Nathan Dekoke

Personal information
- Date of birth: 6 January 1996 (age 30)
- Place of birth: Aubervilliers, France
- Height: 1.80 m (5 ft 11 in)
- Positions: Centre back; left back;

Youth career
- 0000–2016: Saint-Étienne

Senior career*
- Years: Team / Apps / (Gls)
- 2016: Saint-Étienne / 1 / (0)
- 2016–2018: Amiens / 1 / (0)
- 2017–2018: → Boulogne (loan) / 14 / (1)
- 2018–2019: → Avranches (loan) / 13 / (0)
- 2020–2021: SC Lyon / 33 / (6)
- 2021–2022: Quevilly-Rouen / 26 / (0)
- 2022–2023: FBBP01 / 27 / (1)
- 2023–2024: Villefranche / 20 / (2)
- 2024–2025: Le Mans / 10 / (0)
- 2025–2026: Villefranche / 21 / (0)

= Nathan Dekoke =

French footballer (born 1996)

Nathan Dekoke (born 6 January 1996) is a French footballer who plays as a defender.

==Club career==
Dekoke is a youth exponent from Saint-Étienne. He made his first team debut on 16 December 2015 against Paris Saint-Germain playing the full Coupe de la Ligue match.

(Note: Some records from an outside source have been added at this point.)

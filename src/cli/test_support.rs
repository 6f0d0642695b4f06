//! Headless driver for the full-screen UI, used by the integration tests.

use crate::agent::{AgentError, AgentResult, SearchOutcome, SearchRequest, TravelAgent};
use crate::cli::app::{Action, AppState};
use crate::cli::terminal::draw;
use crate::cli::theme::Theme;
use crate::cli::view::{self, ScreenRegions};
use crate::search::SearchForm;
use crate::status::CredentialStatus;
use anyhow::Result;
use crossterm::event::KeyEvent;
use ratatui::Terminal;
use ratatui::backend::TestBackend;
use ratatui::layout::Rect;
use std::collections::VecDeque;
use std::path::PathBuf;
use std::sync::{Arc, Mutex};

/// A recorded call to [`ScriptedAgent`].
#[derive(Debug, Clone, PartialEq, Eq)]
pub struct AgentCall {
    pub enable_email: bool,
    pub request: SearchRequest,
}

/// Replays queued replies in order; answers with an error once they run out.
#[derive(Clone, Default)]
pub struct ScriptedAgents {
    replies: Arc<Mutex<VecDeque<AgentResult<SearchOutcome>>>>,
    calls: Arc<Mutex<Vec<AgentCall>>>,
}

impl ScriptedAgents {
    pub fn new() -> Self {
        Self::default()
    }

    pub fn push_reply(&self, reply: AgentResult<SearchOutcome>) {
        if let Ok(mut replies) = self.replies.lock() {
            replies.push_back(reply);
        }
    }

    pub fn calls(&self) -> Vec<AgentCall> {
        self.calls
            .lock()
            .map(|calls| calls.clone())
            .unwrap_or_default()
    }

    pub fn factory(&self) -> impl Fn(bool) -> ScriptedAgent + use<> {
        let shared = self.clone();
        move |enable_email| ScriptedAgent {
            enable_email,
            shared: shared.clone(),
        }
    }
}

pub struct ScriptedAgent {
    enable_email: bool,
    shared: ScriptedAgents,
}

impl TravelAgent for ScriptedAgent {
    async fn search_travel(&self, request: SearchRequest) -> AgentResult<SearchOutcome> {
        if let Ok(mut calls) = self.shared.calls.lock() {
            calls.push(AgentCall {
                enable_email: self.enable_email,
                request,
            });
        }

        self.shared
            .replies
            .lock()
            .ok()
            .and_then(|mut replies| replies.pop_front())
            .unwrap_or_else(|| Err(AgentError::Transport("no scripted reply".to_string())))
    }
}

pub type HarnessFactory = Box<dyn Fn(bool) -> ScriptedAgent + Send>;

pub struct UiHarness {
    terminal: Terminal<TestBackend>,
    pub app: AppState<HarnessFactory>,
    pub agents: ScriptedAgents,
}

impl UiHarness {
    /// Builds a monochrome app with no credentials configured.
    pub fn new(width: u16, height: u16) -> Result<Self> {
        Self::with_credentials(width, height, CredentialStatus::from_lookup(|_| false))
    }

    pub fn with_credentials(
        width: u16,
        height: u16,
        credentials: CredentialStatus,
    ) -> Result<Self> {
        let agents = ScriptedAgents::new();
        let factory: HarnessFactory = Box::new(agents.factory());
        let app = AppState::new(
            factory,
            SearchForm::default(),
            credentials,
            Theme::new(false),
            PathBuf::from("."),
        );
        let terminal = Terminal::new(TestBackend::new(width, height))?;
        Ok(Self {
            terminal,
            app,
            agents,
        })
    }

    pub fn render(&mut self) -> Result<()> {
        draw(&mut self.terminal, &self.app)
    }

    /// Feeds one key through the app, running any search it triggers, and
    /// redraws. Returns whether the key asked to quit.
    pub async fn send_key(&mut self, key: KeyEvent) -> Result<bool> {
        match self.app.handle_key(key) {
            Action::None => {}
            Action::Quit => return Ok(true),
            Action::Search(request) => {
                self.render()?;
                self.app.run_search(request).await;
            }
        }
        self.render()?;
        Ok(false)
    }

    pub fn regions(&self) -> ScreenRegions {
        let size = self.terminal.backend().buffer().area;
        view::layout(size)
    }

    pub fn buffer_lines(&self) -> Vec<String> {
        let area = self.terminal.backend().buffer().area;
        self.region_lines(area)
    }

    /// Rows of one screen area, read cell by cell so wide glyphs don't
    /// shift the clip.
    pub fn region_lines(&self, area: Rect) -> Vec<String> {
        let buffer = self.terminal.backend().buffer();
        let area = area.intersection(buffer.area);
        (area.top()..area.bottom())
            .map(|y| {
                (area.left()..area.right())
                    .map(|x| buffer[(x, y)].symbol())
                    .collect::<String>()
                    .trim_end()
                    .to_string()
            })
            .collect()
    }

    pub fn region_text(&self, area: Rect) -> String {
        self.region_lines(area).join("\n")
    }
}
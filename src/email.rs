use anyhow::{Result, anyhow};
use std::fs;
use std::path::{Path, PathBuf};
use time::OffsetDateTime;

const PREVIEW_WIDTH: usize = 80;

/// `travel_results_YYYYMMDD_HHMMSS.html` for the given instant.
pub fn download_file_name(at: OffsetDateTime) -> String {
    format!(
        "travel_results_{:04}{:02}{:02}_{:02}{:02}{:02}.html",
        at.year(),
        u8::from(at.month()),
        at.day(),
        at.hour(),
        at.minute(),
        at.second()
    )
}

pub fn save_email_html(dir: &Path, html: &str, at: OffsetDateTime) -> Result<PathBuf> {
    fs::create_dir_all(dir).map_err(|err| {
        anyhow!(
            "Failed to save email HTML: unable to create {}: {err}",
            dir.display()
        )
    })?;

    let path = dir.join(download_file_name(at));
    fs::write(&path, html)
        .map_err(|err| anyhow!("Failed to save email HTML to {}: {err}", path.display()))?;
    Ok(path)
}

/// Plain-text rendering of the email body for the in-terminal preview.
pub fn preview_text(html: &str) -> String {
    html2text::from_read(html.as_bytes(), PREVIEW_WIDTH)
        .unwrap_or_else(|err| format!("Unable to render email preview: {err}"))
}
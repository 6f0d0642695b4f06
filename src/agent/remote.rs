use serde::Serialize;

use super::{AgentError, AgentResult, SearchOutcome, SearchRequest, TravelAgent};
use crate::http::client::HttpClient;

const MAX_ERROR_BODY_CHARS: usize = 400;

/// Talks to a travel agent service over HTTP.
///
/// The service owns intent parsing, flight/hotel lookup and email delivery;
/// this side only ships the query and decodes the reply.
#[derive(Debug, Clone)]
pub struct HttpTravelAgent {
    http: HttpClient,
    base_url: String,
    api_key: Option<String>,
    enable_email: bool,
}

impl HttpTravelAgent {
    pub fn new(
        http: HttpClient,
        base_url: &str,
        api_key: Option<String>,
        enable_email: bool,
    ) -> Self {
        Self {
            http,
            base_url: base_url.trim_end_matches('/').to_string(),
            api_key: api_key.filter(|key| !key.trim().is_empty()),
            enable_email,
        }
    }

    fn endpoint(&self) -> String {
        format!("{}/search", self.base_url)
    }

    fn build_payload(&self, request: &SearchRequest) -> SearchPayload {
        let email_allowed = self.enable_email;
        SearchPayload {
            query: request.query.clone(),
            send_email: email_allowed && request.send_email,
            recipient_email: request
                .recipient_email
                .clone()
                .filter(|_| email_allowed),
            enable_email: email_allowed,
        }
    }
}

impl TravelAgent for HttpTravelAgent {
    async fn search_travel(&self, request: SearchRequest) -> AgentResult<SearchOutcome> {
        let payload = self.build_payload(&request);
        let response = self
            .http
            .post_json(&self.endpoint(), self.api_key.as_deref(), &payload)
            .await
            .map_err(|err| AgentError::Transport(err.to_string()))?;

        if !response.is_success() {
            let body = response
                .body
                .chars()
                .take(MAX_ERROR_BODY_CHARS)
                .collect::<String>();
            return Err(AgentError::HttpStatus {
                status: response.status,
                body,
            });
        }

        let outcome = serde_json::from_str::<SearchOutcome>(&response.body)
            .map_err(|err| AgentError::Parse(err.to_string()))?;
        if outcome.response.trim().is_empty() {
            return Err(AgentError::EmptyResponse);
        }

        Ok(outcome)
    }
}

#[derive(Debug, Serialize)]
struct SearchPayload {
    query: String,
    send_email: bool,
    recipient_email: Option<String>,
    enable_email: bool,
}
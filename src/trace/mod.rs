use anyhow::{Context, Result, anyhow, bail};
use reqwest::header::HeaderMap;
use std::fs::{self, File, OpenOptions};
use std::io::{BufWriter, Write};
#[cfg(unix)]
use std::os::unix::fs::OpenOptionsExt;
use std::path::{Path, PathBuf};
use std::sync::atomic::{AtomicBool, Ordering};
use std::sync::{Arc, Mutex};
use time::OffsetDateTime;

const TRACE_SUBDIR: [&str; 2] = ["travel-assistant", "traces"];
const KIND_WIDTH: usize = 10;

/// Category shown in the second bracket of every trace line.
#[derive(Debug, Clone, Copy, PartialEq, Eq)]
pub enum TraceKind {
    Session,
    Query,
    Invalid,
    Result,
    Email,
    SearchError,
    Download,
    HttpOut,
    HttpIn,
    HttpError,
}

impl TraceKind {
    fn label(self) -> &'static str {
        match self {
            Self::Session => "session",
            Self::Query => "query",
            Self::Invalid => "invalid",
            Self::Result => "result",
            Self::Email => "email",
            Self::SearchError => "search.err",
            Self::Download => "download",
            Self::HttpOut => "http.out",
            Self::HttpIn => "http.in",
            Self::HttpError => "http.err",
        }
    }
}

/// Append-only record of one run: what was searched, what came back, and the
/// raw agent traffic. Cheap to clone; all clones share one file.
///
/// Write failures are reported once on stderr and otherwise ignored so the
/// UI keeps running.
#[derive(Clone)]
pub struct SessionTrace {
    shared: Arc<TraceFile>,
}

struct TraceFile {
    path: PathBuf,
    writer: Mutex<BufWriter<File>>,
    warned: AtomicBool,
}

impl SessionTrace {
    pub fn create(session_id: &str) -> Result<Self> {
        let dir = default_trace_dir(std::env::var("XDG_STATE_HOME").ok().as_deref(), dirs::home_dir())?;
        Self::create_in_dir(session_id, &dir)
    }

    pub fn create_in_dir(session_id: &str, dir: &Path) -> Result<Self> {
        fs::create_dir_all(dir)
            .with_context(|| format!("Failed to create trace directory {}", dir.display()))?;

        let path = dir.join(format!("session-{session_id}.log"));
        let file = open_private(&path)
            .with_context(|| format!("Failed to create trace file {}", path.display()))?;

        Ok(Self {
            shared: Arc::new(TraceFile {
                path,
                writer: Mutex::new(BufWriter::new(file)),
                warned: AtomicBool::new(false),
            }),
        })
    }

    pub fn file_path(&self) -> &Path {
        &self.shared.path
    }

    pub fn log_session_start(&self, agent_url: &str, config_path: &Path) {
        self.record(
            TraceKind::Session,
            &format!("agent={agent_url} config={}", config_path.display()),
        );
    }

    pub fn log_query(&self, query: &str) {
        self.record(TraceKind::Query, query);
    }

    pub fn log_validation_error(&self, message: &str) {
        self.record(TraceKind::Invalid, message);
    }

    pub fn log_result(&self, response: &str, email_attached: bool, email_sent: bool) {
        self.record(TraceKind::Result, response);
        if email_attached {
            let status = if email_sent { "sent" } else { "prepared" };
            self.record(TraceKind::Email, status);
        }
    }

    pub fn log_search_error(&self, message: &str) {
        self.record(TraceKind::SearchError, message);
    }

    pub fn log_download(&self, saved_to: &Path) {
        self.record(TraceKind::Download, &saved_to.display().to_string());
    }

    /// One side of an agent exchange: a head line, then headers, then body.
    pub fn log_http(&self, kind: TraceKind, head: &str, headers: &HeaderMap, body: &str) {
        let mut text = String::from(head);
        for (name, value) in headers {
            let value = value.to_str().unwrap_or("<non-utf8>");
            text.push_str(&format!("\n{name}: {value}"));
        }
        text.push('\n');
        text.push_str(if body.is_empty() { "<empty>" } else { body });
        self.record(kind, &text);
    }

    pub fn log_http_error(&self, message: &str) {
        self.record(TraceKind::HttpError, message);
    }

    /// Writes one timestamped line per line of `text`.
    fn record(&self, kind: TraceKind, text: &str) {
        let stamp = timestamp(OffsetDateTime::now_utc());
        let label = kind.label();
        let mut chunk = String::new();
        let mut lines = text.lines().peekable();
        if lines.peek().is_none() {
            chunk.push_str(&format!("[{stamp}] [{label:<KIND_WIDTH$}] <empty>\n"));
        }
        for line in lines {
            chunk.push_str(&format!("[{stamp}] [{label:<KIND_WIDTH$}] {line}\n"));
        }
        self.append(&chunk);
    }

    fn append(&self, chunk: &str) {
        let written = self.shared.writer.lock().is_ok_and(|mut writer| {
            writer.write_all(chunk.as_bytes()).is_ok() && writer.flush().is_ok()
        });
        if !written && !self.shared.warned.swap(true, Ordering::Relaxed) {
            eprintln!(
                "travel-assistant: unable to write session trace {}",
                self.shared.path.display()
            );
        }
    }
}

#[cfg(unix)]
fn open_private(path: &Path) -> std::io::Result<File> {
    OpenOptions::new()
        .create(true)
        .truncate(true)
        .write(true)
        .mode(0o600)
        .open(path)
}

#[cfg(not(unix))]
fn open_private(path: &Path) -> std::io::Result<File> {
    OpenOptions::new()
        .create(true)
        .truncate(true)
        .write(true)
        .open(path)
}

fn timestamp(at: OffsetDateTime) -> String {
    format!(
        "{:04}-{:02}-{:02}T{:02}:{:02}:{:02}.{:03}Z",
        at.year(),
        u8::from(at.month()),
        at.day(),
        at.hour(),
        at.minute(),
        at.second(),
        at.millisecond()
    )
}

fn default_trace_dir(xdg_state_home: Option<&str>, home: Option<PathBuf>) -> Result<PathBuf> {
    let base = match xdg_state_home {
        Some(xdg) if xdg.trim().is_empty() => {
            bail!("Failed to resolve trace path: XDG_STATE_HOME is set but empty")
        }
        Some(xdg) => PathBuf::from(xdg.trim()),
        None => home
            .ok_or_else(|| anyhow!("Failed to resolve trace path: HOME directory is unavailable"))?
            .join(".local")
            .join("state"),
    };
    Ok(TRACE_SUBDIR.iter().fold(base, |dir, part| dir.join(part)))
}
#[cfg(test)]
mod tests {
    use super::{AppConfig, DEFAULT_AGENT_BASE_URL, HexColor, ThemeConfig, ThemePreset, ThemeToken};
    use serial_test::serial;
    use std::env;
    use std::fs;
    use std::path::{Path, PathBuf};

    fn reset_vars() {
        unsafe {
            env::remove_var("TRAVEL_AGENT_URL");
            env::remove_var("TRAVEL_AGENT_API_KEY");
            env::remove_var("XDG_CONFIG_HOME");
        }
    }

    fn with_cwd<T>(path: &Path, f: impl FnOnce() -> T) -> T {
        let cwd = env::current_dir().expect("current dir");
        env::set_current_dir(path).expect("set current dir");
        let result = f();
        env::set_current_dir(cwd).expect("restore current dir");
        result
    }

    fn write_config(root: &Path, text: &str) {
        let config_dir = root.join("travel-assistant");
        fs::create_dir_all(&config_dir).expect("create config dir");
        fs::write(config_dir.join("config.toml"), text).expect("write config");
    }

    fn load_from(root: &Path) -> anyhow::Result<AppConfig> {
        reset_vars();
        unsafe {
            env::set_var("XDG_CONFIG_HOME", root);
        }
        with_cwd(root, AppConfig::load)
    }

    #[test]
    #[serial]
    fn defaults_apply_without_config_file() {
        let tmp = tempfile::tempdir().expect("tempdir");
        let cfg = load_from(tmp.path()).expect("load config");

        assert_eq!(cfg.agent_base_url, DEFAULT_AGENT_BASE_URL);
        assert_eq!(cfg.agent_api_key, None);
        assert!(!cfg.enable_email);
        assert_eq!(cfg.download_dir, PathBuf::from("."));
        assert_eq!(cfg.theme, ThemeConfig::default());
    }

    #[test]
    #[serial]
    fn file_values_are_used() {
        let tmp = tempfile::tempdir().expect("tempdir");
        write_config(
            tmp.path(),
            r#"
agent_base_url = "https://agent.example"
agent_api_key = "file-key"
enable_email = true
download_dir = "/tmp/emails"
"#,
        );

        let cfg = load_from(tmp.path()).expect("load config");
        assert_eq!(cfg.agent_base_url, "https://agent.example");
        assert_eq!(cfg.agent_api_key.as_deref(), Some("file-key"));
        assert!(cfg.enable_email);
        assert_eq!(cfg.download_dir, PathBuf::from("/tmp/emails"));
    }

    #[test]
    #[serial]
    fn env_overrides_file() {
        let tmp = tempfile::tempdir().expect("tempdir");
        write_config(
            tmp.path(),
            r#"
agent_base_url = "https://file.example"
agent_api_key = "file-key"
"#,
        );

        reset_vars();
        unsafe {
            env::set_var("XDG_CONFIG_HOME", tmp.path());
            env::set_var("TRAVEL_AGENT_URL", "https://env.example");
            env::set_var("TRAVEL_AGENT_API_KEY", "env-key");
        }

        let cfg = with_cwd(tmp.path(), || AppConfig::load().expect("load config"));
        assert_eq!(cfg.agent_base_url, "https://env.example");
        assert_eq!(cfg.agent_api_key.as_deref(), Some("env-key"));
        reset_vars();
    }

    #[test]
    #[serial]
    fn blank_values_fall_back_to_defaults() {
        let tmp = tempfile::tempdir().expect("tempdir");
        write_config(tmp.path(), "agent_base_url = \"   \"\nagent_api_key = \"\"\n");

        let cfg = load_from(tmp.path()).expect("load config");
        assert_eq!(cfg.agent_base_url, DEFAULT_AGENT_BASE_URL);
        assert_eq!(cfg.agent_api_key, None);
    }

    #[test]
    #[serial]
    fn explicit_path_must_exist() {
        let tmp = tempfile::tempdir().expect("tempdir");
        reset_vars();
        let missing = tmp.path().join("nope.toml");

        let err = AppConfig::load_with_path(Some(&missing)).expect_err("missing file");
        assert!(err.to_string().contains("file does not exist"));
    }

    #[test]
    #[serial]
    fn explicit_path_is_loaded() {
        let tmp = tempfile::tempdir().expect("tempdir");
        let path = tmp.path().join("custom.toml");
        fs::write(&path, "enable_email = true\n").expect("write config");
        reset_vars();

        let cfg = with_cwd(tmp.path(), || {
            AppConfig::load_with_path(Some(&path)).expect("load config")
        });
        assert!(cfg.enable_email);
        assert_eq!(cfg.config_path, path);
    }

    #[test]
    #[serial]
    fn blank_xdg_config_home_is_rejected() {
        reset_vars();
        unsafe {
            env::set_var("XDG_CONFIG_HOME", "   ");
        }

        let err = AppConfig::load().expect_err("load should fail");
        assert!(
            err.to_string()
                .contains("Failed to resolve config path: XDG_CONFIG_HOME is set but empty")
        );
        reset_vars();
    }

    #[test]
    #[serial]
    fn unknown_root_key_is_rejected() {
        let tmp = tempfile::tempdir().expect("tempdir");
        write_config(tmp.path(), "openai_api_key = \"sk\"");

        let err = load_from(tmp.path()).expect_err("load should fail");
        assert!(err.to_string().contains("Failed to load config"));
        assert!(err.to_string().contains("unknown field"));
    }

    #[test]
    #[serial]
    fn theme_errors_name_the_key_path() {
        let tmp = tempfile::tempdir().expect("tempdir");

        write_config(tmp.path(), "[theme.styles.sidebar]\nfg = \"#ffffff\"\n");
        let err = load_from(tmp.path()).expect_err("unknown token");
        assert!(
            err.to_string()
                .contains("theme.styles.sidebar: unknown token 'sidebar'")
        );

        write_config(tmp.path(), "[theme.styles.header]\nbg = \"purple\"\n");
        let err = load_from(tmp.path()).expect_err("bad color");
        assert!(
            err.to_string()
                .contains("theme.styles.header.bg: invalid hex color")
        );

        write_config(tmp.path(), "[theme.styles.error]\nmodifiers = [\"sparkly\"]\n");
        let err = load_from(tmp.path()).expect_err("bad modifier");
        assert!(
            err.to_string()
                .contains("theme.styles.error.modifiers: unknown modifier 'sparkly'")
        );

        write_config(tmp.path(), "[theme]\nname = \"neon\"\n");
        let err = load_from(tmp.path()).expect_err("bad preset");
        assert!(err.to_string().contains("theme.name: unknown preset 'neon'"));
    }

    #[test]
    #[serial]
    fn theme_overrides_are_parsed() {
        let tmp = tempfile::tempdir().expect("tempdir");
        write_config(
            tmp.path(),
            r##"
[theme]
name = "high-contrast"

[theme.styles.header]
fg = "#667EEA"
modifiers = ["bold", "italic"]
"##,
        );

        let cfg = load_from(tmp.path()).expect("load config");
        assert_eq!(cfg.theme.preset, ThemePreset::HighContrast);
        let style = cfg
            .theme
            .styles
            .get(&ThemeToken::Header)
            .expect("header style");
        assert_eq!(
            style.fg,
            Some(HexColor {
                r: 0x66,
                g: 0x7E,
                b: 0xEA
            })
        );
        assert_eq!(style.bg, None);
        assert_eq!(style.modifiers.as_ref().map(Vec::len), Some(2));
    }
}
use anyhow::Result;
use clap::Parser;
use dsinstance::cli::{Cli, Commands, LogLevel};

#[test]
fn test_parse_create_command() -> Result<()> {
    let args = Cli::parse_from([
        "dsinstance",
        "create",
        "--realm",
        "EXAMPLE.COM",
        "--hostname",
        "ipa.example.com",
        "--dm-password-file",
        "/root/dm.pw",
    ]);

    match args.command {
        Commands::Create(opts) => {
            assert_eq!(opts.realm, "EXAMPLE.COM");
            assert_eq!(opts.hostname, "ipa.example.com");
            assert_eq!(opts.dm_password_file, "/root/dm.pw");
            assert_eq!(opts.user, "dirsrv");
            assert!(!opts.dry_run);
            assert!(opts.common.config.is_none());
            assert_eq!(opts.common.log_level, LogLevel::Info);
        }
        _ => panic!("Expected Create command"),
    }

    Ok(())
}

#[test]
fn test_parse_create_command_with_flags() -> Result<()> {
    let args = Cli::parse_from([
        "dsinstance",
        "create",
        "-r",
        "EXAMPLE.COM",
        "--hostname",
        "ipa.example.com",
        "--dm-password-file",
        "/root/dm.pw",
        "-u",
        "ds",
        "-c",
        "/etc/ipa/ds.yaml",
        "-l",
        "debug",
        "--dry-run",
    ]);

    match args.command {
        Commands::Create(opts) => {
            assert_eq!(opts.user, "ds");
            assert!(opts.dry_run);
            assert_eq!(opts.common.config.as_deref().map(|p| p.as_str()), Some("/etc/ipa/ds.yaml"));
            assert_eq!(opts.common.log_level, LogLevel::Debug);
        }
        _ => panic!("Expected Create command"),
    }

    Ok(())
}

#[test]
fn test_create_requires_realm() {
    let result = Cli::try_parse_from([
        "dsinstance",
        "create",
        "--hostname",
        "ipa.example.com",
        "--dm-password-file",
        "/root/dm.pw",
    ]);
    assert!(result.is_err());
}

#[test]
fn test_parse_lifecycle_commands() {
    for verb in ["start", "stop", "restart"] {
        let args = Cli::parse_from(["dsinstance", verb, "--log-level", "warn"]);
        let opts = match args.command {
            Commands::Start(opts) | Commands::Stop(opts) | Commands::Restart(opts) => opts,
            _ => panic!("Expected lifecycle command for {}", verb),
        };
        assert_eq!(opts.log_level, LogLevel::Warn);
    }
}

#[test]
fn test_parse_change_admin_password_command() {
    let args = Cli::parse_from([
        "dsinstance",
        "change-admin-password",
        "--server-id",
        "abc123",
        "--realm",
        "EXAMPLE.COM",
        "--hostname",
        "ipa.example.com",
        "--dm-password-file",
        "/root/dm.pw",
        "--new-password-file",
        "/root/admin.pw",
    ]);

    match args.command {
        Commands::ChangeAdminPassword(opts) => {
            assert_eq!(opts.server_id, "abc123");
            assert_eq!(opts.new_password_file, "/root/admin.pw");
        }
        _ => panic!("Expected ChangeAdminPassword command"),
    }
}

#[test]
fn test_parse_validate_command() {
    let args = Cli::parse_from(["dsinstance", "validate", "--config", "ds.yaml"]);

    match &args.command {
        Commands::Validate(opts) => {
            assert_eq!(opts.config.as_deref().map(|p| p.as_str()), Some("ds.yaml"));
        }
        _ => panic!("Expected Validate command"),
    }
    assert_eq!(args.command.log_level(), Some(LogLevel::Info));
}
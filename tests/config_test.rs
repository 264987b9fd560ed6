use std::fs;

use anyhow::Result;
use camino::Utf8PathBuf;
use dsinstance::DsInstanceError;
use dsinstance::config::{Settings, load_settings, load_settings_or_default};
use tempfile::tempdir;

fn write_settings(yaml: &str) -> (tempfile::TempDir, Utf8PathBuf) {
    let dir = tempdir().expect("failed to create temp dir");
    let path = Utf8PathBuf::from_path_buf(dir.path().join("ds.yaml")).expect("utf-8 path");
    fs::write(&path, yaml).expect("failed to write settings");
    (dir, path)
}

#[test]
fn test_partial_settings_keep_defaults() -> Result<()> {
    // editorconfig-checker-disable
    let (_dir, path) = write_settings(
        r#"---
paths:
  share_dir: /opt/ipa/share
tools:
  ldapmodify: /opt/openldap/bin/ldapmodify
"#,
    );
    // editorconfig-checker-enable

    let settings = load_settings(&path)?;
    let defaults = Settings::default();

    assert_eq!(settings.paths.share_dir, "/opt/ipa/share");
    assert_eq!(settings.paths.config_root, defaults.paths.config_root);
    assert_eq!(settings.tools.ldapmodify, "/opt/openldap/bin/ldapmodify");
    assert_eq!(settings.tools.ldappasswd, defaults.tools.ldappasswd);
    assert_eq!(settings.service, defaults.service);
    assert_eq!(settings.schemas, defaults.schemas);

    Ok(())
}

#[test]
fn test_full_settings() -> Result<()> {
    // editorconfig-checker-disable
    let (_dir, path) = write_settings(
        r#"---
paths:
  share_dir: /usr/share/ipa
  config_root: /srv/dirsrv
  server_root_64: /usr/lib64/dirsrv
  server_root_32: /usr/lib/dirsrv
  staging_dir: /var/tmp
tools:
  getent: /usr/bin/getent
  useradd: /usr/sbin/useradd
  service: /usr/sbin/service
  setup_ds: /usr/sbin/setup-ds.pl
  ds_newinst: /usr/bin/ds_newinst.pl
  setup_ssl: /usr/sbin/ipa-server-setupssl
  ldapmodify: /usr/bin/ldapmodify
  ldappasswd: /usr/bin/ldappasswd
service:
  name: dirsrv.target
schemas:
- 60kerberos.ldif
"#,
    );
    // editorconfig-checker-enable

    let settings = load_settings(&path)?;
    assert_eq!(settings.paths.config_root, "/srv/dirsrv");
    assert_eq!(settings.staging_dir(), "/var/tmp");
    assert_eq!(settings.tools.getent, "/usr/bin/getent");
    assert_eq!(settings.service.name, "dirsrv.target");
    assert_eq!(settings.schemas, vec!["60kerberos.ldif"]);

    Ok(())
}

#[test]
fn test_empty_file_is_all_defaults() -> Result<()> {
    let (_dir, path) = write_settings("{}\n");
    assert_eq!(load_settings(&path)?, Settings::default());
    Ok(())
}

#[test]
fn test_unknown_field_rejected() {
    let (_dir, path) = write_settings("paths:\n  share: /usr/share/ipa\n");
    let err = load_settings(&path).expect_err("unknown field should be rejected");
    assert!(matches!(err, DsInstanceError::Config(_)), "got: {:?}", err);
    assert!(err.to_string().contains("share"), "got: {}", err);
}

#[test]
fn test_relative_path_rejected() {
    let (_dir, path) = write_settings("paths:\n  config_root: etc/dirsrv\n");
    let err = load_settings(&path).expect_err("relative path should be rejected");
    assert!(err.to_string().contains("must be an absolute path"), "got: {}", err);
}

#[test]
fn test_missing_file_is_io_error() {
    let err = load_settings(camino::Utf8Path::new("/nonexistent/ds.yaml"))
        .expect_err("missing file should fail");
    match err {
        DsInstanceError::Io { source, .. } => {
            assert_eq!(source.kind(), std::io::ErrorKind::NotFound)
        }
        other => panic!("expected Io error, got: {:?}", other),
    }
}

#[test]
fn test_no_path_means_defaults() -> Result<()> {
    assert_eq!(load_settings_or_default(None)?, Settings::default());
    Ok(())
}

On 27 July 2016, he signed a three-year contract with Amiens. He made just one Ligue 2 appearance and one Coupe de la Ligue appearance in the 2016–17 season, and by October 2017 had not made any appearances for the senior team in the 2017–18 season. He joined US Boulogne on loan until the end of the season on 20 October 2017. He was loaned out again, for the 2018–19 season, to US Avranches.

Having been released by Amiens, Dekoke signed for AS Lyon-Duchère in January 2020. The club was rebranded Sporting Club Lyon in June 2020.

On 15 July 2022, Dekoke signed with FBBP01.

==Personal life==
Born in France, Dekoke is of DR Congolese descent.